[EXERCISE OBJECTIVE] Stop after the line that contains "impl TryFrom<u16> for"; until then, restate each line of the entries word for word from the very first.

(Records from a dataset)
*** Block opens ***

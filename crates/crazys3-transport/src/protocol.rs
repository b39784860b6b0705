//! Wire protocol for coordinator/worker RPC.
//!
//! Every message is a frame: a fixed 24-byte big-endian header followed by
//! an opaque payload (bincode-encoded by the layers above).
//!
//! ```text
//! magic:4 | version:1 | flags:1 | opcode:2 | request_id:8 | payload_length:4 | checksum:4
//! ```
//!
//! The checksum is the CRC32 of the payload.

use crate::error::{Result, TransportError};

/// Frame header size in bytes.
pub const FRAME_HEADER_SIZE: usize = 24;

/// Protocol magic number for frame validation.
pub const MAGIC: u32 = 0xC5A3_0001;

/// Protocol version.
pub const PROTOCOL_VERSION: u8 = 1;

/// Largest payload a peer will accept (64 MiB).
pub const MAX_PAYLOAD_SIZE: u32 = 64 * 1024 * 1024;

/// RPC methods understood by a worker.
#[derive(Debug, Clone, Copy, PartialEq, Eq, Hash)]
#[repr(u16)]
pub enum Opcode {
    /// Liveness probe; the payload is echoed back.
    Heartbeat = 0x0001,
    /// Install storage credentials and region (HandleS3Info).
    SessionInfo = 0x0101,
    /// Arm the pool for a migration job.
    StartMigration = 0x0111,
    /// Arm the pool for a restoration job.
    StartRestoration = 0x0112,
    /// Arm the pool for a recovery job.
    StartRecovery = 0x0113,
    /// Batch of migration requests.
    SubmitMigration = 0x0121,
    /// Batch of restoration requests.
    SubmitRestoration = 0x0122,
    /// Batch of recovery requests.
    SubmitRecovery = 0x0123,
    /// Completion poll (HandleTaskStatus).
    TaskStatus = 0x0131,
    /// Stop the running job and release its executors.
    AbortJob = 0x0141,
}

impl Opcode {
    /// Raw wire value.
    pub fn as_u16(self) -> u16 {
        self as u16
    }
}

impl TryFrom<u16> for Opcode {
    type Error = TransportError;

    fn try_from(value: u16) -> Result<Self> {
        match value {
            0x0001 => Ok(Opcode::Heartbeat),
            0x0101 => Ok(Opcode::SessionInfo),
            0x0111 => Ok(Opcode::StartMigration),
            0x0112 => Ok(Opcode::StartRestoration),
            0x0113 => Ok(Opcode::StartRecovery),
            0x0121 => Ok(Opcode::SubmitMigration),
            0x0122 => Ok(Opcode::SubmitRestoration),
            0x0123 => Ok(Opcode::SubmitRecovery),
            0x0131 => Ok(Opcode::TaskStatus),
            0x0141 => Ok(Opcode::AbortJob),
            other => Err(TransportError::UnknownOpcode(other)),
        }
    }
}

/// Frame flags for protocol control.
#[derive(Debug, Clone, Copy, PartialEq, Eq, Default)]
pub struct FrameFlags(u8);

impl FrameFlags {
    /// Frame answers an earlier request.
    pub const RESPONSE: FrameFlags = FrameFlags(0x08);
    /// Response payload is a UTF-8 error message instead of a reply.
    pub const ERROR: FrameFlags = FrameFlags(0x10);

    /// No flags set.
    pub fn empty() -> Self {
        FrameFlags(0)
    }

    /// Whether every bit of `flag` is set.
    pub fn contains(&self, flag: FrameFlags) -> bool {
        (self.0 & flag.0) == flag.0
    }

    /// Returns a copy with `flag` added.
    pub fn with(mut self, flag: FrameFlags) -> Self {
        self.0 |= flag.0;
        self
    }

    /// Raw byte representation.
    pub fn bits(&self) -> u8 {
        self.0
    }

    /// Builds flags from the raw byte.
    pub fn from_bits(bits: u8) -> Self {
        FrameFlags(bits)
    }
}

/// Frame header containing metadata about the payload.
#[derive(Debug, Clone, Copy, PartialEq, Eq)]
pub struct FrameHeader {
    /// Protocol magic number.
    pub magic: u32,
    /// Protocol version.
    pub version: u8,
    /// Control flags.
    pub flags: FrameFlags,
    /// Operation code.
    pub opcode: Opcode,
    /// Request ID used to match responses to calls.
    pub request_id: u64,
    /// Payload length in bytes.
    pub payload_length: u32,
    /// CRC32 of the payload.
    pub checksum: u32,
}

impl FrameHeader {
    /// Serializes the header into its fixed-size wire form.
    pub fn encode(&self) -> [u8; FRAME_HEADER_SIZE] {
        let mut buf = [0u8; FRAME_HEADER_SIZE];
        buf[0..4].copy_from_slice(&self.magic.to_be_bytes());
        buf[4] = self.version;
        buf[5] = self.flags.bits();
        buf[6..8].copy_from_slice(&self.opcode.as_u16().to_be_bytes());
        buf[8..16].copy_from_slice(&self.request_id.to_be_bytes());
        buf[16..20].copy_from_slice(&self.payload_length.to_be_bytes());
        buf[20..24].copy_from_slice(&self.checksum.to_be_bytes());
        buf
    }

    /// Parses and validates a header from its wire form.
    pub fn decode(buf: &[u8; FRAME_HEADER_SIZE]) -> Result<Self> {
        let magic = u32::from_be_bytes([buf[0], buf[1], buf[2], buf[3]]);
        if magic != MAGIC {
            return Err(TransportError::InvalidMagic {
                expected: MAGIC,
                got: magic,
            });
        }
        let version = buf[4];
        if version != PROTOCOL_VERSION {
            return Err(TransportError::VersionMismatch {
                expected: PROTOCOL_VERSION,
                got: version,
            });
        }
        let opcode = Opcode::try_from(u16::from_be_bytes([buf[6], buf[7]]))?;
        let mut request_id = [0u8; 8];
        request_id.copy_from_slice(&buf[8..16]);
        Ok(Self {
            magic,
            version,
            flags: FrameFlags::from_bits(buf[5]),
            opcode,
            request_id: u64::from_be_bytes(request_id),
            payload_length: u32::from_be_bytes([buf[16], buf[17], buf[18], buf[19]]),
            checksum: u32::from_be_bytes([buf[20], buf[21], buf[22], buf[23]]),
        })
    }
}

/// A single frame in the RPC protocol.
#[derive(Debug, Clone)]
pub struct Frame {
    /// Frame header.
    pub header: FrameHeader,
    /// Payload data.
    pub payload: Vec<u8>,
}

impl Frame {
    /// Creates a request frame with the checksum computed over `payload`.
    pub fn new(opcode: Opcode, request_id: u64, payload: Vec<u8>) -> Self {
        let header = FrameHeader {
            magic: MAGIC,
            version: PROTOCOL_VERSION,
            flags: FrameFlags::empty(),
            opcode,
            request_id,
            payload_length: payload.len() as u32,
            checksum: crc32fast::hash(&payload),
        };
        Self { header, payload }
    }

    /// Builds the response frame answering this request.
    pub fn make_response(&self, payload: Vec<u8>) -> Frame {
        let mut frame = Frame::new(self.header.opcode, self.header.request_id, payload);
        frame.header.flags = FrameFlags::RESPONSE;
        frame
    }

    /// Builds an error response carrying `message`.
    pub fn make_error_response(&self, message: &str) -> Frame {
        let mut frame = Frame::new(
            self.header.opcode,
            self.header.request_id,
            message.as_bytes().to_vec(),
        );
        frame.header.flags = FrameFlags::RESPONSE.with(FrameFlags::ERROR);
        frame
    }

    /// Operation code.
    pub fn opcode(&self) -> Opcode {
        self.header.opcode
    }

    /// Request ID.
    pub fn request_id(&self) -> u64 {
        self.header.request_id
    }

    /// Whether this frame answers a request.
    pub fn is_response(&self) -> bool {
        self.header.flags.contains(FrameFlags::RESPONSE)
    }

    /// Whether this frame is an error response.
    pub fn is_error(&self) -> bool {
        self.header.flags.contains(FrameFlags::ERROR)
    }

    /// Serializes header and payload into one buffer.
    pub fn encode(&self) -> Vec<u8> {
        let mut buf = Vec::with_capacity(FRAME_HEADER_SIZE + self.payload.len());
        buf.extend_from_slice(&self.header.encode());
        buf.extend_from_slice(&self.payload);
        buf
    }

    /// Parses a complete frame from a buffer.
    pub fn decode(buf: &[u8]) -> Result<Self> {
        if buf.len() < FRAME_HEADER_SIZE {
            return Err(TransportError::SerializationError(format!(
                "frame shorter than header: {} bytes",
                buf.len()
            )));
        }
        let mut header_buf = [0u8; FRAME_HEADER_SIZE];
        header_buf.copy_from_slice(&buf[..FRAME_HEADER_SIZE]);
        let header = FrameHeader::decode(&header_buf)?;
        let end = FRAME_HEADER_SIZE + header.payload_length as usize;
        if buf.len() < end {
            return Err(TransportError::SerializationError(format!(
                "truncated payload: expected {} bytes, got {}",
                header.payload_length,
                buf.len() - FRAME_HEADER_SIZE
            )));
        }
        let frame = Frame {
            header,
            payload: buf[FRAME_HEADER_SIZE..end].to_vec(),
        };
        frame.validate()?;
        Ok(frame)
    }

    /// Checks payload length and checksum against the header.
    pub fn validate(&self) -> Result<()> {
        if self.header.payload_length > MAX_PAYLOAD_SIZE {
            return Err(TransportError::PayloadTooLarge {
                size: self.header.payload_length,
                max_size: MAX_PAYLOAD_SIZE,
            });
        }
        let computed = crc32fast::hash(&self.payload);
        if computed != self.header.checksum {
            return Err(TransportError::ChecksumMismatch {
                expected: self.header.checksum,
                computed,
            });
        }
        Ok(())
    }
}
#![warn(missing_docs)]

//! crazys3 storage subsystem: the object storage client boundary.
//!
//! Coordinator and workers talk to object storage only through the
//! [`ObjectStore`] and [`StorageConnector`] traits. The in-memory backend
//! serves tests and dry runs; the S3 backend is behind the `s3` feature.

pub mod error;
pub mod memory;
pub mod store;
pub mod types;

#[cfg(feature = "s3")]
pub mod s3;

pub use error::{Result, StorageError};
pub use memory::{MemoryBackend, MemoryConnector, MemoryObject, MemoryStore, MemoryStoreStats, RestoreRecord};
pub use store::{ObjectStore, StorageConnector};
pub use types::{
    CredentialSource, Credentials, Grant, Grantee, ObjectAcl, ObjectPage, ObjectSummary, Owner,
    Permission, RestoreTier, SecretString, StorageClass,
};

#[cfg(feature = "s3")]
pub use s3::{S3Connector, S3Store};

*** Block closes ***

[SOLUTION TO THIS TASK]
filename crates/crazys3-transport/src/protocol.rs
repository b39784860b6b0705
//! Wire protocol for coordinator/worker RPC.
//!
//! Every message is a frame: a fixed 24-byte big-endian header followed by
//! an opaque payload (bincode-encoded by the layers above).
//!
//! ```text
//! magic:4 | version:1 | flags:1 | opcode:2 | request_id:8 | payload_length:4 | checksum:4
//! ```
//!
//! The checksum is the CRC32 of the payload.

use crate::error::{Result, TransportError};

/// Frame header size in bytes.
pub const FRAME_HEADER_SIZE: usize = 24;

/// Protocol magic number for frame validation.
pub const MAGIC: u32 = 0xC5A3_0001;

/// Protocol version.
pub const PROTOCOL_VERSION: u8 = 1;

/// Largest payload a peer will accept (64 MiB).
pub const MAX_PAYLOAD_SIZE: u32 = 64 * 1024 * 1024;

/// RPC methods understood by a worker.
#[derive(Debug, Clone, Copy, PartialEq, Eq, Hash)]
#[repr(u16)]
pub enum Opcode {
    /// Liveness probe; the payload is echoed back.
    Heartbeat = 0x0001,
    /// Install storage credentials and region (HandleS3Info).
    SessionInfo = 0x0101,
    /// Arm the pool for a migration job.
    StartMigration = 0x0111,
    /// Arm the pool for a restoration job.
    StartRestoration = 0x0112,
    /// Arm the pool for a recovery job.
    StartRecovery = 0x0113,
    /// Batch of migration requests.
    SubmitMigration = 0x0121,
    /// Batch of restoration requests.
    SubmitRestoration = 0x0122,
    /// Batch of recovery requests.
    SubmitRecovery = 0x0123,
    /// Completion poll (HandleTaskStatus).
    TaskStatus = 0x0131,
    /// Stop the running job and release its executors.
    AbortJob = 0x0141,
}

impl Opcode {
    /// Raw wire value.
    pub fn as_u16(self) -> u16 {
        self as u16
    }
}

impl TryFrom<u16> for Opcode {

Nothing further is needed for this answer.